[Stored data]
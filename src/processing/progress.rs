//! 进度与处理速率统计
//!
//! 预扫描得到记录总数后，按已处理记录数与耗时计算完成比例、
//! 当前速率（自上次报告以来）、平均速率和预计剩余时间。
//! 只在整数百分比变化时产生一次报告。

use std::time::{Duration, Instant};

/// 单次进度报告
#[derive(Debug, Clone, Copy, PartialEq)]
pub struct ProgressSnapshot {
    /// 已处理记录数
    pub processed: usize,

    /// 预期记录总数
    pub total: usize,

    /// 完成比例（0.0-1.0）
    pub fraction: f64,

    /// 自上次报告以来的速率（记录/秒）
    pub current_rate: f64,

    /// 从开始到现在的平均速率（记录/秒）
    pub average_rate: f64,

    /// 预计剩余秒数（速率为0时未知）
    pub eta_secs: Option<f64>,
}

impl ProgressSnapshot {
    #[inline]
    pub fn percent(&self) -> f64 {
        self.fraction * 100.0
    }

    /// 速率换算为 kHz（与日志中的 "Avg Rate" 一致）
    #[inline]
    pub fn average_rate_khz(&self) -> f64 {
        self.average_rate / 1000.0
    }
}

/// 进度跟踪器
#[derive(Debug, Clone)]
pub struct ProgressTracker {
    total: usize,
    started: Instant,
    last_instant: Instant,
    last_processed: usize,
    last_percent: u32,
}

impl ProgressTracker {
    pub fn new(total: usize) -> Self {
        Self::starting_at(total, Instant::now())
    }

    /// 以指定起始时刻创建（测试中使用固定时钟）
    pub fn starting_at(total: usize, started: Instant) -> Self {
        Self {
            total,
            started,
            last_instant: started,
            last_processed: 0,
            last_percent: 0,
        }
    }

    #[inline]
    pub fn total(&self) -> usize {
        self.total
    }

    /// 记录进度；整数百分比变化时返回报告
    pub fn update(&mut self, processed: usize) -> Option<ProgressSnapshot> {
        self.update_at(processed, Instant::now())
    }

    pub fn update_at(&mut self, processed: usize, now: Instant) -> Option<ProgressSnapshot> {
        if self.total == 0 {
            return None;
        }
        let percent = (processed.min(self.total) * 100 / self.total) as u32;
        if percent == self.last_percent {
            return None;
        }

        let snapshot = self.snapshot_at(processed, now);
        self.last_percent = percent;
        self.last_instant = now;
        self.last_processed = processed;
        Some(snapshot)
    }

    /// 计算任意时刻的报告（不改变内部状态）
    pub fn snapshot_at(&self, processed: usize, now: Instant) -> ProgressSnapshot {
        let elapsed = now.saturating_duration_since(self.started);
        let since_last = now.saturating_duration_since(self.last_instant);

        let average_rate = rate(processed, elapsed);
        let current_rate = rate(processed.saturating_sub(self.last_processed), since_last);

        let fraction = if self.total == 0 {
            1.0
        } else {
            (processed as f64 / self.total as f64).min(1.0)
        };

        let remaining = self.total.saturating_sub(processed);
        let eta_secs = (average_rate > 0.0).then(|| remaining as f64 / average_rate);

        ProgressSnapshot {
            processed,
            total: self.total,
            fraction,
            current_rate,
            average_rate,
            eta_secs,
        }
    }

    /// 结束时的总耗时和平均速率
    pub fn finish(&self, processed: usize) -> (Duration, ProgressSnapshot) {
        let now = Instant::now();
        (
            now.saturating_duration_since(self.started),
            self.snapshot_at(processed, now),
        )
    }
}

#[inline]
fn rate(count: usize, elapsed: Duration) -> f64 {
    let secs = elapsed.as_secs_f64();
    if secs > 0.0 { count as f64 / secs } else { 0.0 }
}
//! 事例日志处理模块
//!
//! 负责单个事例日志的流式处理、结果输出以及串行批量处理。

use super::batch_state::{BatchStatsSnapshot, SerialBatchStats};
use super::cli::AppConfig;
use super::formatter::{self, ExportDocument};
use super::utils;
use crate::error::{AnalysisError, AnalysisResult, ErrorCategory};
use crate::processing::{
    AnalysisReadout, CutflowAnalysis, EventStream, ProgressSnapshot, ProgressTracker,
    RecordParser, count_records,
};
use std::fs::File;
use std::io::{BufRead, BufReader};
use std::path::{Path, PathBuf};
use std::time::Duration;

/// 批量处理中一个成功文件的读出
#[derive(Debug, Clone)]
pub struct FileSummary {
    pub path: PathBuf,
    pub readout: AnalysisReadout,
}

/// 批量处理结果（成功文件按输入顺序排列）
#[derive(Debug, Clone, Default)]
pub struct BatchOutcome {
    /// 所有成功文件按顺序合并后的分析状态
    pub merged: Option<CutflowAnalysis>,
    pub files: Vec<FileSummary>,
    pub stats: BatchStatsSnapshot,
}

impl BatchOutcome {
    /// 按顺序并入一个成功文件的分析状态
    pub fn push(&mut self, path: PathBuf, analysis: CutflowAnalysis) -> AnalysisResult<()> {
        self.files.push(FileSummary {
            path,
            readout: analysis.readout(),
        });
        match &mut self.merged {
            Some(merged) => merged.merge(&analysis)?,
            None => self.merged = Some(analysis),
        }
        Ok(())
    }
}

/// 处理单个事例日志
///
/// verbose 模式下先预扫描记录数以驱动进度报告。
pub fn process_event_file(path: &Path, config: &AppConfig) -> AnalysisResult<CutflowAnalysis> {
    if !path.exists() {
        return Err(AnalysisError::IoError(std::io::Error::new(
            std::io::ErrorKind::NotFound,
            format!("文件不存在: {}", path.display()),
        )));
    }
    if !path.is_file() {
        return Err(AnalysisError::InvalidInput(format!(
            "路径不是文件: {}",
            path.display()
        )));
    }

    let expected = if config.verbose {
        let total = count_records(BufReader::new(File::open(path)?))?;
        println!(
            "[INFO] 预扫描 / Pre-scan: {} 条记录 / records in {}",
            total,
            utils::extract_filename_lossy(path)
        );
        Some(total)
    } else {
        None
    };

    let stream = EventStream::open(path, RecordParser::for_channel(&config.channel))?;
    process_event_stream(stream, config, expected)
}

/// 驱动一个事例流直到结束
///
/// 每个粒子对依次：填全谱 -> 分类 -> 填桶或接受直方图。
/// 第一个解析错误或结构错误立即终止处理。
pub fn process_event_stream<R: BufRead>(
    mut stream: EventStream<R>,
    config: &AppConfig,
    expected_records: Option<usize>,
) -> AnalysisResult<CutflowAnalysis> {
    let mut analysis = CutflowAnalysis::new(config.channel.clone(), config.mode)?;
    // 总数未知时（0）不报告进度，只在结束时汇总
    let mut tracker = ProgressTracker::new(expected_records.unwrap_or(0));

    while let Some(pair) = stream.next() {
        analysis.record_pair(&pair?);

        if let Some(snapshot) = tracker.update(stream.records_read()) {
            show_progress(&snapshot);
        }
    }

    if config.verbose {
        let (elapsed, snapshot) = tracker.finish(stream.records_read());
        println!("{}", format_finish_line(elapsed, &snapshot));
        if analysis.out_of_range_total() > 0 {
            println!(
                "[WARNING] {} 次填充超出直方图范围已丢弃 / out-of-range fills dropped",
                analysis.out_of_range_total()
            );
        }
    }

    Ok(analysis)
}

fn format_finish_line(elapsed: Duration, snapshot: &ProgressSnapshot) -> String {
    format!(
        "[INFO] 解析完成 / Parsing finished: {} 条记录, {:.2} 秒, Avg Rate: {:.3} kHz",
        snapshot.processed,
        elapsed.as_secs_f64(),
        snapshot.average_rate_khz()
    )
}

fn show_progress(snapshot: &ProgressSnapshot) {
    let eta = snapshot
        .eta_secs
        .map(|secs| format!("{secs:.0}s"))
        .unwrap_or_else(|| "?".to_string());
    println!(
        "[PROGRESS] {:.0}% ({}/{}) 当前 / current {:.3} kHz, 平均 / avg {:.3} kHz, 剩余 / ETA {eta}",
        snapshot.percent(),
        snapshot.processed,
        snapshot.total,
        snapshot.current_rate / 1000.0,
        snapshot.average_rate_khz()
    );
}

/// 输出单文件结果：文本报告（控制台或文件）与可选的JSON导出
pub fn output_results(
    analysis: &CutflowAnalysis,
    source: &Path,
    config: &AppConfig,
    auto_save: bool,
) -> AnalysisResult<()> {
    let readout = analysis.readout();
    let report = formatter::format_report(&utils::extract_filename_lossy(source), &readout);
    formatter::write_output(&report, config, auto_save)?;

    if let Some(json_path) = &config.json_path {
        let document = ExportDocument::new(readout, &[source.to_path_buf()]);
        formatter::write_json_export(json_path, &document)?;
    }
    Ok(())
}

/// 串行批量处理：逐个文件处理并按顺序合并，单个文件失败不影响其他文件
pub fn process_batch_serial(
    event_files: &[PathBuf],
    config: &AppConfig,
) -> AnalysisResult<BatchOutcome> {
    let mut stats = SerialBatchStats::new();
    let mut outcome = BatchOutcome::default();

    for (index, path) in event_files.iter().enumerate() {
        let filename = utils::extract_filename_lossy(path);
        if config.verbose {
            println!(
                "[PROCESSING] [{}/{}] 处理 / Processing: {filename}",
                index + 1,
                event_files.len()
            );
        }

        match process_event_file(path, config) {
            Ok(analysis) => {
                stats.record_success(analysis.pairs());
                outcome.push(path.clone(), analysis)?;
                if config.verbose {
                    println!("   [OK] 处理成功 / Processing succeeded");
                }
            }
            Err(e) => {
                let category = stats.record_failure(filename.clone(), &e);
                report_failure(index, event_files.len(), &filename, &e, category, config.verbose);
            }
        }
    }

    outcome.stats = stats.snapshot();
    Ok(outcome)
}

/// 打印单个文件的失败信息
pub(crate) fn report_failure(
    index: usize,
    total: usize,
    filename: &str,
    error: &AnalysisError,
    category: ErrorCategory,
    verbose: bool,
) {
    if verbose {
        println!("   [FAIL] 处理失败 / Processing failed");
        println!("      文件 / File: {filename}");
        println!("      类别 / Category: {}", category.display_name());
        println!("      错误 / Error: {error}");
        if let Some(source) = std::error::Error::source(error) {
            println!("      原因 / Cause: {source}");
        }
    } else {
        println!(
            "[FAIL] [{}/{}] {filename} - [{}] {error} / 处理失败",
            index + 1,
            total,
            category.display_name()
        );
    }
}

◆ Task item
Scan the data for lines containing "formatter" and copy all of them.

◆ Exercise response
use super::formatter::{self, ExportDocument};
    let report = formatter::format_report(&utils::extract_filename_lossy(source), &readout);
    formatter::write_output(&report, config, auto_save)?;
        formatter::write_json_export(json_path, &document)?;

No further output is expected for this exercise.